Data listing section start

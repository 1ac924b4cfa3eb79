//! Completion transcripts and backend selection.
//!
//! `LlmSettings` is the string-keyed shape found in configuration files.
//! `Backend` is the typed form it resolves into right before a client is
//! built, carrying one settings record per backend kind.

use serde::{Deserialize, Serialize};
use std::fmt;
use std::time::Duration;

use crate::domain::errors::CompletionError;

#[derive(Debug, Clone, Copy, PartialEq, Eq, Serialize, Deserialize)]
#[serde(rename_all = "lowercase")]
pub enum Role {
    User,
    Assistant,
}

#[derive(Debug, Clone, PartialEq, Eq, Serialize, Deserialize)]
pub struct Message {
    pub role: Role,
    pub content: String,
}

impl Message {
    pub fn user(content: impl Into<String>) -> Self {
        Self {
            role: Role::User,
            content: content.into(),
        }
    }

    pub fn assistant(content: impl Into<String>) -> Self {
        Self {
            role: Role::Assistant,
            content: content.into(),
        }
    }
}

/// Ordered conversation a worker or the supervisor sends to the model.
#[derive(Debug, Clone, Default, PartialEq, Eq, Serialize, Deserialize)]
pub struct Transcript {
    messages: Vec<Message>,
}

impl Transcript {
    pub fn new() -> Self {
        Self::default()
    }

    pub fn push_user(&mut self, content: impl Into<String>) {
        self.messages.push(Message::user(content));
    }

    pub fn push_assistant(&mut self, content: impl Into<String>) {
        self.messages.push(Message::assistant(content));
    }

    pub fn messages(&self) -> &[Message] {
        &self.messages
    }

    pub fn len(&self) -> usize {
        self.messages.len()
    }

    pub fn is_empty(&self) -> bool {
        self.messages.is_empty()
    }

    pub fn last(&self) -> Option<&Message> {
        self.messages.last()
    }
}

/// Backend selection as written in configuration.
#[derive(Clone, Serialize, Deserialize)]
#[serde(rename_all = "snake_case")]
pub struct LlmSettings {
    /// anthropic, openrouter, openai, gemini or mock
    #[serde(default = "default_provider")]
    pub provider: String,

    #[serde(default)]
    pub model: String,

    #[serde(default = "default_max_tokens")]
    pub max_tokens: u32,

    /// Falls back to the provider's environment variable when unset
    #[serde(default, skip_serializing)]
    pub api_key: Option<String>,

    #[serde(default)]
    pub base_url: Option<String>,

    #[serde(default = "default_request_timeout_secs")]
    pub request_timeout_secs: u64,
}

fn default_provider() -> String {
    "anthropic".to_string()
}

const fn default_max_tokens() -> u32 {
    4096
}

const fn default_request_timeout_secs() -> u64 {
    300
}

impl Default for LlmSettings {
    fn default() -> Self {
        Self {
            provider: default_provider(),
            model: String::new(),
            max_tokens: default_max_tokens(),
            api_key: None,
            base_url: None,
            request_timeout_secs: default_request_timeout_secs(),
        }
    }
}

impl fmt::Debug for LlmSettings {
    fn fmt(&self, f: &mut fmt::Formatter<'_>) -> fmt::Result {
        f.debug_struct("LlmSettings")
            .field("provider", &self.provider)
            .field("model", &self.model)
            .field("max_tokens", &self.max_tokens)
            .field("api_key", &self.api_key.as_ref().map(|_| "[REDACTED]"))
            .field("base_url", &self.base_url)
            .field("request_timeout_secs", &self.request_timeout_secs)
            .finish()
    }
}

impl LlmSettings {
    pub fn new(provider: impl Into<String>, model: impl Into<String>) -> Self {
        Self {
            provider: provider.into(),
            model: model.into(),
            ..Self::default()
        }
    }

    /// Resolve into a typed backend, reading credentials from the environment.
    pub fn resolve(&self) -> Result<Backend, CompletionError> {
        let kind = BackendKind::parse(&self.provider)?;
        if kind == BackendKind::Mock {
            return Ok(Backend::Mock);
        }
        if self.model.trim().is_empty() {
            return Err(CompletionError::MissingModel(kind.as_str().to_string()));
        }

        let api_key = self
            .api_key
            .clone()
            .filter(|k| !k.is_empty())
            .or_else(|| std::env::var(kind.credential_env()).ok())
            .filter(|k| !k.is_empty())
            .ok_or_else(|| CompletionError::MissingCredential {
                backend: kind.as_str().to_string(),
                env_var: kind.credential_env().to_string(),
            })?;

        let endpoint = Endpoint {
            base_url: self
                .base_url
                .clone()
                .unwrap_or_else(|| kind.default_base_url().to_string())
                .trim_end_matches('/')
                .to_string(),
            api_key,
            model: self.model.clone(),
            max_tokens: self.max_tokens,
            timeout: Duration::from_secs(self.request_timeout_secs),
        };

        Ok(match kind {
            BackendKind::Anthropic => Backend::Anthropic {
                endpoint,
                api_version: ANTHROPIC_API_VERSION.to_string(),
            },
            BackendKind::OpenRouter => Backend::OpenAiCompatible {
                endpoint,
                flavor: OpenAiFlavor::OpenRouter,
            },
            BackendKind::OpenAi => Backend::OpenAiCompatible {
                endpoint,
                flavor: OpenAiFlavor::OpenAi,
            },
            BackendKind::Gemini => Backend::Gemini { endpoint },
            BackendKind::Mock => Backend::Mock,
        })
    }
}

const ANTHROPIC_API_VERSION: &str = "2023-06-01";

#[derive(Debug, Clone, Copy, PartialEq, Eq)]
pub enum BackendKind {
    Anthropic,
    OpenRouter,
    OpenAi,
    Gemini,
    Mock,
}

impl BackendKind {
    pub fn parse(name: &str) -> Result<Self, CompletionError> {
        match name.trim().to_ascii_lowercase().as_str() {
            "anthropic" => Ok(Self::Anthropic),
            "openrouter" => Ok(Self::OpenRouter),
            "openai" => Ok(Self::OpenAi),
            "gemini" => Ok(Self::Gemini),
            "mock" => Ok(Self::Mock),
            other => Err(CompletionError::UnsupportedBackend(other.to_string())),
        }
    }

    pub const fn as_str(self) -> &'static str {
        match self {
            Self::Anthropic => "anthropic",
            Self::OpenRouter => "openrouter",
            Self::OpenAi => "openai",
            Self::Gemini => "gemini",
            Self::Mock => "mock",
        }
    }

    pub const fn credential_env(self) -> &'static str {
        match self {
            Self::Anthropic => "ANTHROPIC_API_KEY",
            Self::OpenRouter => "OPENROUTER_API_KEY",
            Self::OpenAi => "OPENAI_API_KEY",
            Self::Gemini => "GEMINI_API_KEY",
            Self::Mock => "",
        }
    }

    pub const fn default_base_url(self) -> &'static str {
        match self {
            Self::Anthropic => "https://api.anthropic.com",
            Self::OpenRouter => "https://openrouter.ai/api/v1",
            Self::OpenAi => "https://api.openai.com/v1",
            Self::Gemini => "https://generativelanguage.googleapis.com/v1beta",
            Self::Mock => "",
        }
    }
}

/// Connection details shared by every HTTP backend.
#[derive(Clone, PartialEq, Eq)]
pub struct Endpoint {
    pub base_url: String,
    pub api_key: String,
    pub model: String,
    pub max_tokens: u32,
    pub timeout: Duration,
}

impl fmt::Debug for Endpoint {
    fn fmt(&self, f: &mut fmt::Formatter<'_>) -> fmt::Result {
        f.debug_struct("Endpoint")
            .field("base_url", &self.base_url)
            .field("api_key", &"[REDACTED]")
            .field("model", &self.model)
            .field("max_tokens", &self.max_tokens)
            .field("timeout", &self.timeout)
            .finish()
    }
}

#[derive(Debug, Clone, Copy, PartialEq, Eq)]
pub enum OpenAiFlavor {
    OpenRouter,
    OpenAi,
}

/// A resolved completion backend.
#[derive(Debug, Clone, PartialEq, Eq)]
pub enum Backend {
    Anthropic {
        endpoint: Endpoint,
        api_version: String,
    },
    OpenAiCompatible {
        endpoint: Endpoint,
        flavor: OpenAiFlavor,
    },
    Gemini {
        endpoint: Endpoint,
    },
    /// Scripted replies, for tests and dry runs
    Mock,
}

impl Backend {
    pub const fn kind(&self) -> BackendKind {
        match self {
            Self::Anthropic { .. } => BackendKind::Anthropic,
            Self::OpenAiCompatible {
                flavor: OpenAiFlavor::OpenRouter,
                ..
            } => BackendKind::OpenRouter,
            Self::OpenAiCompatible {
                flavor: OpenAiFlavor::OpenAi,
                ..
            } => BackendKind::OpenAi,
            Self::Gemini { .. } => BackendKind::Gemini,
            Self::Mock => BackendKind::Mock,
        }
    }
}

#[cfg(test)]
mod tests {
    use super::*;

    #[test]
    fn test_unsupported_backend() {
        let settings = LlmSettings::new("palm", "bison");
        assert_eq!(
            settings.resolve(),
            Err(CompletionError::UnsupportedBackend("palm".to_string()))
        );
    }

    #[test]
    fn test_missing_model() {
        let settings = LlmSettings::new("anthropic", "  ");
        assert!(matches!(
            settings.resolve(),
            Err(CompletionError::MissingModel(_))
        ));
    }

    #[test]
    fn test_missing_credential_names_env_var() {
        temp_env::with_var_unset("OPENROUTER_API_KEY", || {
            let settings = LlmSettings::new("openrouter", "some/model");
            match settings.resolve() {
                Err(CompletionError::MissingCredential { backend, env_var }) => {
                    assert_eq!(backend, "openrouter");
                    assert_eq!(env_var, "OPENROUTER_API_KEY");
                }
                other => panic!("expected MissingCredential, got {other:?}"),
            }
        });
    }

    #[test]
    fn test_credential_from_environment() {
        temp_env::with_var("GEMINI_API_KEY", Some("g-key"), || {
            let backend = LlmSettings::new("Gemini", "gemini-pro").resolve().unwrap();
            match backend {
                Backend::Gemini { endpoint } => {
                    assert_eq!(endpoint.api_key, "g-key");
                    assert_eq!(endpoint.base_url, BackendKind::Gemini.default_base_url());
                }
                other => panic!("unexpected backend {other:?}"),
            }
        });
    }

    #[test]
    fn test_explicit_key_and_base_url_win() {
        temp_env::with_var("OPENAI_API_KEY", Some("env-key"), || {
            let mut settings = LlmSettings::new("openai", "gpt-4o");
            settings.api_key = Some("cfg-key".into());
            settings.base_url = Some("http://localhost:8080/v1/".into());
            let backend = settings.resolve().unwrap();
            assert_eq!(backend.kind(), BackendKind::OpenAi);
            match backend {
                Backend::OpenAiCompatible { endpoint, .. } => {
                    assert_eq!(endpoint.api_key, "cfg-key");
                    assert_eq!(endpoint.base_url, "http://localhost:8080/v1");
                }
                other => panic!("unexpected backend {other:?}"),
            }
        });
    }

    #[test]
    fn test_debug_redacts_keys() {
        let mut settings = LlmSettings::new("anthropic", "m");
        settings.api_key = Some("sk-ant-secret".into());
        assert!(!format!("{settings:?}").contains("sk-ant-secret"));
    }

    #[test]
    fn test_transcript_order() {
        let mut t = Transcript::new();
        t.push_user("hello");
        t.push_assistant("hi");
        assert_eq!(t.len(), 2);
        assert_eq!(t.last().map(|m| m.role), Some(Role::Assistant));
    }
}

Data listing section end

*How to complete this task:*
Every line in the material above that has the word "derive" should be copied.

*Written answer:*
#[derive(Debug, Clone, Copy, PartialEq, Eq, Serialize, Deserialize)]
#[derive(Debug, Clone, PartialEq, Eq, Serialize, Deserialize)]
#[derive(Debug, Clone, Default, PartialEq, Eq, Serialize, Deserialize)]
#[derive(Clone, Serialize, Deserialize)]
#[derive(Debug, Clone, Copy, PartialEq, Eq)]
#[derive(Clone, PartialEq, Eq)]
#[derive(Debug, Clone, Copy, PartialEq, Eq)]
#[derive(Debug, Clone, PartialEq, Eq)]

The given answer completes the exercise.